Mindfulness: An Emerging Treatment for Smoking and other Addictions?

Special Article - Tobacco and Smoking Cessation

J Fam Med. 2015; 2(4): 1035.

Mindfulness: An Emerging Treatment for Smoking and other Addictions?

Judson Brewer* and Lori Pbert

Center for Mindfulness, UMASS Medical School, USA

*Corresponding author: Judson Brewer, Center for Mindfulness, UMASS Medical School, USA

Received: August 26, 2015; Accepted: September 02, 2015; Published: September 03, 2015

Prospective

Why do young mothers buy a daily pack of cigarettes instead of spending this money on nutritious food for their children? Why are treatments that help roughly 33% of people overcome their substance use and have a 70% relapse rate hailed as the “gold standard”? In other words, why are addictions so hard to overcome?
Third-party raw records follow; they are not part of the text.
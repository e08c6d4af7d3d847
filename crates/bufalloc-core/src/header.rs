//! Machine-word encoding for intrusive headers stored in caller buffers.
//!
//! Links are buffer offsets; [`NIL`] terminates a chain. Every access is
//! bounds-checked and yields `None` instead of touching memory outside the
//! slice.

use std::mem;

/// Size of one encoded header word.
pub(crate) const WORD: usize = mem::size_of::<usize>();

/// Link value meaning "no next/previous header".
pub(crate) const NIL: usize = usize::MAX;

pub(crate) fn read_word(buf: &[u8], offset: usize) -> Option<usize> {
    let end = offset.checked_add(WORD)?;
    let bytes = buf.get(offset..end)?;
    let mut raw = [0u8; WORD];
    raw.copy_from_slice(bytes);
    Some(usize::from_ne_bytes(raw))
}

pub(crate) fn write_word(buf: &mut [u8], offset: usize, value: usize) -> Option<()> {
    let end = offset.checked_add(WORD)?;
    buf.get_mut(offset..end)?
        .copy_from_slice(&value.to_ne_bytes());
    Some(())
}

/// Converts a stored link into an optional offset.
pub(crate) fn link(value: usize) -> Option<usize> {
    (value != NIL).then_some(value)
}

/// Encodes an optional offset as a stored link.
pub(crate) fn encode(link: Option<usize>) -> usize {
    link.unwrap_or(NIL)
}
Our brains are set up to learn. From an evolutionary perspective, to survive, when we come upon a good source of food or water, it is helpful to remember where it is. When we stumble upon something dangerous, it is helpful to remember this too. And this rewardbased learning system,that is conserved all the way back to the most primitive of nervous systems (the sea slug with roughly 20,000 neurons), in its most basic form has three elements: trigger, behavior, reward. We see berries, we eat them, and if they taste good (reward), we lay down a memory to come back for more.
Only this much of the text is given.